Ne ich sag ja auch ned - dass man sinnlos eingreifen soll - ala den Bombenkerlchen bei Serius Sam - aber man sollte immer versuchen sein möglichstes zu tun.
Darüberhinaus spielen wir das geliebte Szenario doch mal anderst durch - der Täter wird nicht von Anwesenden aufgehalten, rennt hastig aus der Bank, rempelt vor der Bank einen Opa an, welcher auf die Straße torkelt, eine Frau die gerade ihre Kinder vom Kindergarten abgeholt hat, kann mit ihrem Auto zwar noch ausweichen, rauscht aber auf der anderen Straßenseite in die Pommesbude - dabei überfährt sie 5 Leute die gerade ihre Pommes essen wollten, die Frisöse fällt um, es gibt einen Funken - alles steht in Flammen 4 Angestellte verbrennen.

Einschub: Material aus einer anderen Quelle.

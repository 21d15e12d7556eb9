use std::sync::Arc;

use axum::{
    Json, Router,
    extract::{Extension, Path},
    http::StatusCode,
    response::IntoResponse,
    routing::{get, post, put},
};

use canteen_core::{ItemId, OrderId};
use canteen_orders::{PlacementLine, Requester};

use crate::app::services::AppServices;
use crate::app::{dto, errors};

pub fn router() -> Router {
    Router::new()
        .route("/", post(place_order))
        .route("/history", get(order_history))
        .route("/:id/cancel", put(cancel_order))
}

pub async fn place_order(
    Extension(services): Extension<Arc<AppServices>>,
    Extension(principal): Extension<crate::context::PrincipalContext>,
    Json(body): Json<dto::PlaceOrderRequest>,
) -> axum::response::Response {
    let mut lines = Vec::with_capacity(body.lines.len());
    for line in &body.lines {
        let item_id: ItemId = match line.item_id.parse() {
            Ok(v) => v,
            Err(_) => {
                return errors::json_error(StatusCode::BAD_REQUEST, "invalid_id", "invalid item id");
            }
        };
        lines.push(PlacementLine {
            item_id,
            quantity: line.quantity,
            expected_unit_price: line.unit_price,
        });
    }

    let receipt = match services.coordinator.place_order(
        principal.customer_id(),
        &lines,
        body.payment_method.unwrap_or_default(),
    ) {
        Ok(r) => r,
        Err(e) => return errors::engine_error_to_response(e),
    };

    (StatusCode::CREATED, Json(dto::receipt_to_json(receipt))).into_response()
}

pub async fn order_history(
    Extension(services): Extension<Arc<AppServices>>,
    Extension(principal): Extension<crate::context::PrincipalContext>,
) -> axum::response::Response {
    let orders = services.ledger.history_for(principal.customer_id());
    (
        StatusCode::OK,
        Json(orders.into_iter().map(dto::order_to_json).collect::<Vec<_>>()),
    )
        .into_response()
}

pub async fn cancel_order(
    Extension(services): Extension<Arc<AppServices>>,
    Extension(principal): Extension<crate::context::PrincipalContext>,
    Path(id): Path<String>,
) -> axum::response::Response {
    let order_id: OrderId = match id.parse() {
        Ok(v) => v,
        Err(_) => {
            return errors::json_error(StatusCode::BAD_REQUEST, "invalid_id", "invalid order id");
        }
    };

    let requester = if principal.is_admin() {
        Requester::Admin
    } else {
        Requester::Customer(principal.customer_id())
    };

    match services.coordinator.cancel_order(order_id, requester) {
        Ok(()) => (
            StatusCode::OK,
            Json(serde_json::json!({ "status": "cancelled" })),
        )
            .into_response(),
        Err(e) => errors::engine_error_to_response(e),
    }
}

/// Pickup-token lookup for the counter screen. No auth: tokens are spoken
/// aloud anyway and the payload holds no payment detail beyond the id.
pub async fn get_by_token(
    Extension(services): Extension<Arc<AppServices>>,
    Path(token): Path<String>,
) -> axum::response::Response {
    match services.ledger.find_by_token(&token) {
        Some(order) => (StatusCode::OK, Json(dto::order_to_json(order))).into_response(),
        None => errors::json_error(StatusCode::NOT_FOUND, "not_found", "order not found"),
    }
}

Hinter der Frau kam ein Reisebus, der Fahrer macht ne Vollbremsung - 5 Insassen der Kaffeefahrt erleiden einen Herzinfarkt. Hinter dem Bus fuhr ein Tanklastzug mit hochgiftigen Chemikalien, der Kippt um - 10 000 Liter Gift ergiesen sich in die Kanalisation - und verseuchen den angrenzenden Bade-See auf Jahre hinaus.

Und dann stellt sich heraus, die Pistole war nur ein Plastikspielzeug (welches heute ja täuschend echt aussieht) und ihr macht euch wegen euerer Feigheit Vorwürfe - werdet von der Frau verlassen, verliert den Arbeitsplatz, schläft unter Brücken - und gebt euch am ende den Goldenen Schuss auf dem Bahnhofsklo - und alles nur weil ihr in den 10 Sekunden in denen es drauf Ankam das Richtige zu tun - versagt habt.

Klar - alles reiner Kappes - aber - es ist genau das gleiche wie wenn mann sagt - der hätte Schießen können... oder nicht ? :)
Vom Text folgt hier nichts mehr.